> **PROBLEM STATEMENT**: Give back the records in their entirety, exactly.

DATA Block Start

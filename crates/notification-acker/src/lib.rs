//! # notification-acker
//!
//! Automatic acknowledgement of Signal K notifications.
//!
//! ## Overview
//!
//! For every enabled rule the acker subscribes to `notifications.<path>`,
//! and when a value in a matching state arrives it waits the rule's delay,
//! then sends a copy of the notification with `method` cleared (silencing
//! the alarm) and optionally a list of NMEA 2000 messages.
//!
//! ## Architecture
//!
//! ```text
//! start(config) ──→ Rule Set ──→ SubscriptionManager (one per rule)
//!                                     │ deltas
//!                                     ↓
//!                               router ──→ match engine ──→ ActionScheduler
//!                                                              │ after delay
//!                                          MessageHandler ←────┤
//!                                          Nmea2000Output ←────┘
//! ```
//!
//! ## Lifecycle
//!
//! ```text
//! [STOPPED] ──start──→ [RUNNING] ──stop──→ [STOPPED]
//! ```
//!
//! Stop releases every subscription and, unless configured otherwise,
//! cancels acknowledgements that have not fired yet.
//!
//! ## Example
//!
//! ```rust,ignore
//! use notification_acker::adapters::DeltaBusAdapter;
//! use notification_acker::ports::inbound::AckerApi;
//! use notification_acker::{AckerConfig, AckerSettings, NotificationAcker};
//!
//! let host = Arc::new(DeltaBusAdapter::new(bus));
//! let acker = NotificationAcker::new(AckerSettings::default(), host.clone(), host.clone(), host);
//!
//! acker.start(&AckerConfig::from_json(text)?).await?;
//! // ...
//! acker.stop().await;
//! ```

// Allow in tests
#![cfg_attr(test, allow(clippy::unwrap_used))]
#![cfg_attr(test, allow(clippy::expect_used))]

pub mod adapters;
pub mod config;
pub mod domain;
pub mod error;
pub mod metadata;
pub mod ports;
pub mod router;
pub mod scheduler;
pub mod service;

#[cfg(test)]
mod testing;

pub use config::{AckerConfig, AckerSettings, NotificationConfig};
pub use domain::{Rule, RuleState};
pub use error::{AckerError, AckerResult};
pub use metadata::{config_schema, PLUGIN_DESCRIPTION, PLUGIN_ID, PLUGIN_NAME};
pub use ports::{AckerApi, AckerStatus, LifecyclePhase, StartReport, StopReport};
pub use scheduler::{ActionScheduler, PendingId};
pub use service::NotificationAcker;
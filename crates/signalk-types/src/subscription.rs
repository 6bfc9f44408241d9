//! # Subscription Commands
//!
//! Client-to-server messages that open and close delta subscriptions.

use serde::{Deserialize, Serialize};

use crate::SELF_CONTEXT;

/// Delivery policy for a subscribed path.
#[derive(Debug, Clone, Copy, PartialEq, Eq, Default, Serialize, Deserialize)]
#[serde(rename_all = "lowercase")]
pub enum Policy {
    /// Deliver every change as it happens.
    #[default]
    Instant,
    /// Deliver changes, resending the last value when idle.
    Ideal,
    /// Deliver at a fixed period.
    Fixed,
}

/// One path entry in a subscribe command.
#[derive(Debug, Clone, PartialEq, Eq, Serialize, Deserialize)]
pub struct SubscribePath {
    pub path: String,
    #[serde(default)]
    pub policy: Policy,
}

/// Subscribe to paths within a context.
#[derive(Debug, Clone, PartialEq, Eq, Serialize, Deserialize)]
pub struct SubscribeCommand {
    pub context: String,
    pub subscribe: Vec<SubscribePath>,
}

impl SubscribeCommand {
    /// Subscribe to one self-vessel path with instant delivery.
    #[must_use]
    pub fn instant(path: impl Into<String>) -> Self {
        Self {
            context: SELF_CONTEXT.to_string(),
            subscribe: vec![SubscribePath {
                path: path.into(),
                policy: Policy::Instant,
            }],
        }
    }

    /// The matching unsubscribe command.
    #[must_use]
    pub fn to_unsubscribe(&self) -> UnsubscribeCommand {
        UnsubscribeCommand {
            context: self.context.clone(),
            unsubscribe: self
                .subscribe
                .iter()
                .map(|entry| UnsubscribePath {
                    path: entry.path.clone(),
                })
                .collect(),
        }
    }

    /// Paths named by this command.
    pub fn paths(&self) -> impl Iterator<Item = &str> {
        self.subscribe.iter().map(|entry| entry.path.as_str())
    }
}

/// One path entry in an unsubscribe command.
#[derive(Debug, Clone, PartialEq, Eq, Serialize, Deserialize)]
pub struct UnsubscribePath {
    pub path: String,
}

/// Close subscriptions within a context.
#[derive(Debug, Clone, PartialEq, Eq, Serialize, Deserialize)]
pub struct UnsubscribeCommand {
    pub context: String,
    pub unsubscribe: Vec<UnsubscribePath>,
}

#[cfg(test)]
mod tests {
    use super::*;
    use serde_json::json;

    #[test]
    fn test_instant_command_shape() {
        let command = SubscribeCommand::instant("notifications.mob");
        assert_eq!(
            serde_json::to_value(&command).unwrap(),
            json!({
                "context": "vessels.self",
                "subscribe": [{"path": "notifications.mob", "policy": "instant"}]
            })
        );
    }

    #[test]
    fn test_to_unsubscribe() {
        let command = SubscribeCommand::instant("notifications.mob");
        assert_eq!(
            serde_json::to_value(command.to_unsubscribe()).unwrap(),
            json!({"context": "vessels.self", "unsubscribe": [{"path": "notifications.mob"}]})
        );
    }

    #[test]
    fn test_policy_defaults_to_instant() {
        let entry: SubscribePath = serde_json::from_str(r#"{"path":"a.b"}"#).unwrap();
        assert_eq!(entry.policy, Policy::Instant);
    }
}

DATA Block End

> **SOLUTION FOR THIS EXERCISE**:
filename crates/notification-acker/src/lib.rs
//! # notification-acker
//!
//! Automatic acknowledgement of Signal K notifications.
//!
//! ## Overview
//!
//! For every enabled rule the acker subscribes to `notifications.<path>`,
//! and when a value in a matching state arrives it waits the rule's delay,
//! then sends a copy of the notification with `method` cleared (silencing
//! the alarm) and optionally a list of NMEA 2000 messages.
//!
//! ## Architecture
//!
//! ```text
//! start(config) ──→ Rule Set ──→ SubscriptionManager (one per rule)
//!                                     │ deltas
//!                                     ↓
//!                               router ──→ match engine ──→ ActionScheduler
//!                                                              │ after delay
//!                                          MessageHandler ←────┤
//!                                          Nmea2000Output ←────┘
//! ```
//!
//! ## Lifecycle
//!
//! ```text
//! [STOPPED] ──start──→ [RUNNING] ──stop──→ [STOPPED]
//! ```
//!
//! Stop releases every subscription and, unless configured otherwise,
//! cancels acknowledgements that have not fired yet.
//!
//! ## Example
//!
//! ```rust,ignore
//! use notification_acker::adapters::DeltaBusAdapter;
//! use notification_acker::ports::inbound::AckerApi;
//! use notification_acker::{AckerConfig, AckerSettings, NotificationAcker};
//!
//! let host = Arc::new(DeltaBusAdapter::new(bus));
//! let acker = NotificationAcker::new(AckerSettings::default(), host.clone(), host.clone(), host);
//!
//! acker.start(&AckerConfig::from_json(text)?).await?;
//! // ...
//! acker.stop().await;
//! ```

// Allow in tests
#![cfg_attr(test, allow(clippy::unwrap_used))]
#![cfg_attr(test, allow(clippy::expect_used))]

pub mod adapters;
pub mod config;
pub mod domain;
pub mod error;
pub mod metadata;
pub mod ports;
pub mod router;
pub mod scheduler;
pub mod service;

#[cfg(test)]
mod testing;

pub use config::{AckerConfig, AckerSettings, NotificationConfig};
pub use domain::{Rule, RuleState};
pub use error::{AckerError, AckerResult};
pub use metadata::{config_schema, PLUGIN_DESCRIPTION, PLUGIN_ID, PLUGIN_NAME};
pub use ports::{AckerApi, AckerStatus, LifecyclePhase, StartReport, StopReport};
pub use scheduler::{ActionScheduler, PendingId};
pub use service::NotificationAcker;
filename crates/signalk-types/src/subscription.rs
repository 6bfc9f44408241d9
//! # Subscription Commands
//!
//! Client-to-server messages that open and close delta subscriptions.

use serde::{Deserialize, Serialize};

use crate::SELF_CONTEXT;

/// Delivery policy for a subscribed path.
#[derive(Debug, Clone, Copy, PartialEq, Eq, Default, Serialize, Deserialize)]
#[serde(rename_all = "lowercase")]
pub enum Policy {
    /// Deliver every change as it happens.
    #[default]
    Instant,
    /// Deliver changes, resending the last value when idle.
    Ideal,
    /// Deliver at a fixed period.
    Fixed,
}

/// One path entry in a subscribe command.
#[derive(Debug, Clone, PartialEq, Eq, Serialize, Deserialize)]
pub struct SubscribePath {
    pub path: String,
    #[serde(default)]
    pub policy: Policy,
}

/// Subscribe to paths within a context.
#[derive(Debug, Clone, PartialEq, Eq, Serialize, Deserialize)]
pub struct SubscribeCommand {
    pub context: String,
    pub subscribe: Vec<SubscribePath>,
}

impl SubscribeCommand {
    /// Subscribe to one self-vessel path with instant delivery.
    #[must_use]
    pub fn instant(path: impl Into<String>) -> Self {
        Self {
            context: SELF_CONTEXT.to_string(),
            subscribe: vec![SubscribePath {
                path: path.into(),
                policy: Policy::Instant,
            }],
        }
    }

    /// The matching unsubscribe command.
    #[must_use]
    pub fn to_unsubscribe(&self) -> UnsubscribeCommand {
        UnsubscribeCommand {
            context: self.context.clone(),
            unsubscribe: self
                .subscribe
                .iter()
                .map(|entry| UnsubscribePath {
                    path: entry.path.clone(),
                })
                .collect(),
        }
    }

    /// Paths named by this command.
    pub fn paths(&self) -> impl Iterator<Item = &str> {
        self.subscribe.iter().map(|entry| entry.path.as_str())
    }
}

/// One path entry in an unsubscribe command.
#[derive(Debug, Clone, PartialEq, Eq, Serialize, Deserialize)]
pub struct UnsubscribePath {
    pub path: String,
}

/// Close subscriptions within a context.
#[derive(Debug, Clone, PartialEq, Eq, Serialize, Deserialize)]
pub struct UnsubscribeCommand {
    pub context: String,
    pub unsubscribe: Vec<UnsubscribePath>,
}

#[cfg(test)]
mod tests {
    use super::*;
    use serde_json::json;

    #[test]
    fn test_instant_command_shape() {
        let command = SubscribeCommand::instant("notifications.mob");
        assert_eq!(
            serde_json::to_value(&command).unwrap(),
            json!({
                "context": "vessels.self",
                "subscribe": [{"path": "notifications.mob", "policy": "instant"}]
            })
        );
    }

    #[test]
    fn test_to_unsubscribe() {
        let command = SubscribeCommand::instant("notifications.mob");
        assert_eq!(
            serde_json::to_value(command.to_unsubscribe()).unwrap(),
            json!({"context": "vessels.self", "unsubscribe": [{"path": "notifications.mob"}]})
        );
    }

    #[test]
    fn test_policy_defaults_to_instant() {
        let entry: SubscribePath = serde_json::from_str(r#"{"path":"a.b"}"#).unwrap();
        assert_eq!(entry.policy, Policy::Instant);
    }
}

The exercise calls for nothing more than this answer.